ABSTRACT

Differential experience with own-and other-race faces cultivates an early

visual preference and recognition advantage for the familiar race group.

With age and continued asymmetry in own-and other-race face experience,

own-race face recognition biases persist and race-based preferences for social

partners and stereotypes emerge during early childhood. Early own-race

biases are more likely perceptually driven, whereas later biases more likely

derive from perceptual as well as social-conceptual influences (e.g., relating

to a particular social group)*hence, the temporal delay in the emergence of social preferences and stereotypes. Examining the transition from a

perceptually driven face recognition bias to a bias influenced by a mixture

of perceptual and social-conceptual factors warrants further studies during

the early childhood years when social category formation and categorization

of the self in relation to social categories develop.
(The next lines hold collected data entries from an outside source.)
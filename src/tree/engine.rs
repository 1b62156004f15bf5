use allocator_api2::alloc::{ Allocator, Global };
use log::{ debug, trace };
use std::{
    cmp::Ordering,
    fmt::Debug
};

use crate::channel::{ Channel, Subscriber, SubscriberId };
use crate::config::TreeConfig;
use crate::snapshot::{ NodeStatus, StatusMap, TreeInfo };
use crate::tree::node::{ NodeArena, NodeColor, NodeDirection, NodeId, NodeRef, Nodes, TreeNode };

/// Red-black tree that reports every step of its mutations.
///
/// Each call to [`insert`](Self::insert), [`erase`](Self::erase) or
/// [`find`](Self::find) pushes a sequence of [`TreeInfo`] snapshots to the
/// subscribers, synchronously and before the next structural change happens.
/// Duplicate keys are rejected.
pub struct RedBlackTree<T, A = Global>
where A: Allocator + Clone
{
    nodes: NodeArena<T, A>,
    root: Option<NodeId>,
    size: usize,
    // tags of the mutation in progress, or of the last one once it returned
    status: StatusMap,
    channel: Channel<T, A>,
    config: TreeConfig
}

enum Lookup {
    Found(NodeId),
    Vacant(NodeId, NodeDirection),
    Empty
}

impl<T> RedBlackTree<T, Global> {
    pub fn new() -> Self { Self::new_in(Global) }
    pub fn with_config(config: TreeConfig) -> Self { Self::with_config_in(config, Global) }
}

impl<T> Default for RedBlackTree<T, Global> {
    fn default() -> Self { Self::new() }
}
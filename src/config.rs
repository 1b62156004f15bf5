use serde::{ Deserialize, Serialize };

use crate::error::ConfigError;

/// Inclusive range of keys a controller accepts.
#[derive(Debug, Clone, Copy, PartialEq, Eq, Serialize, Deserialize)]
pub struct ValueRange {
    pub min: i32,
    pub max: i32
}

impl ValueRange {
    pub fn new(min: i32, max: i32) -> Result<Self, ConfigError> {
        match min <= max {
            true => Ok(Self { min, max }),
            false => Err(ConfigError::EmptyRange { min, max })
        }
    }
    pub fn contains(&self, value: i32) -> bool { self.min <= value && value <= self.max }
}

impl Default for ValueRange {
    fn default() -> Self { Self { min: i32::MIN, max: i32::MAX } }
}

#[derive(Debug, Clone, Default, PartialEq, Eq, Serialize, Deserialize)]
#[serde(default)]
pub struct TreeConfig {
    pub value_range: ValueRange,
    /// Log every emitted snapshot and rebalancing case at `trace` level.
    pub trace_steps: bool
}

impl TreeConfig {
    pub fn from_json(text: &str) -> Result<Self, ConfigError> {
        let config: Self = serde_json::from_str(text)?;
        // re-validate, serde does not go through ValueRange::new
        ValueRange::new(config.value_range.min, config.value_range.max)?;
        Ok(config)
    }
    pub fn to_json(&self) -> Result<String, ConfigError> {
        Ok(serde_json::to_string_pretty(self)?)
    }
}

#[cfg(test)]
pub mod tests {
    use super::{ TreeConfig, ValueRange };
    use crate::error::ConfigError;
    use std::error::Error;

    type TestReturn = Result<(), Box<dyn Error>>;

    #[test]
    pub fn defaults_accept_everything() -> TestReturn {
        let config = TreeConfig::default();
        assert!(config.value_range.contains(i32::MIN));
        assert!(config.value_range.contains(i32::MAX));
        assert!(!config.trace_steps);
        Ok(())
    }

    #[test]
    pub fn partial_json() -> TestReturn {
        let config = TreeConfig::from_json(r#"{ "value_range": { "min": -99, "max": 999 } }"#)?;
        assert_eq!(config.value_range, ValueRange::new(-99, 999)?);
        assert!(!config.trace_steps);
        let again = TreeConfig::from_json(&config.to_json()?)?;
        assert_eq!(again, config);
        Ok(())
    }

    #[test]
    pub fn rejects_bad_input() -> TestReturn {
        assert!(matches!(TreeConfig::from_json("{ nope"), Err(ConfigError::Parse(_))));
        assert!(matches!(
            TreeConfig::from_json(r#"{ "value_range": { "min": 5, "max": 1 } }"#),
            Err(ConfigError::EmptyRange { min: 5, max: 1 })
        ));
        Ok(())
    }
}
This transitional phase

would additionally be important to investigate in relation to the role of early

interracial contact in ameliorating the emergence of race-based social

preferences and stereotypes. Given an initial reliance on perceptual cues in

categorizing familiar and unfamiliar groups of individuals, perhaps early

exposure to other-race individuals would not only minimize the own-race

recognition bias, but might also minimize the later use of race in social

categorization, which would, in turn, minimize race-based social preferences

and stereotypes. It is further the case that despite the early development of

own-race biases, later experiences with a novel race group can enhance other-

race face recognition and improve evaluations of other-race individuals.

Future studies should identify and examine mediating factors that can

potentially maximize the positive effects of intergroup experience on

minimizing the development of own-race biases.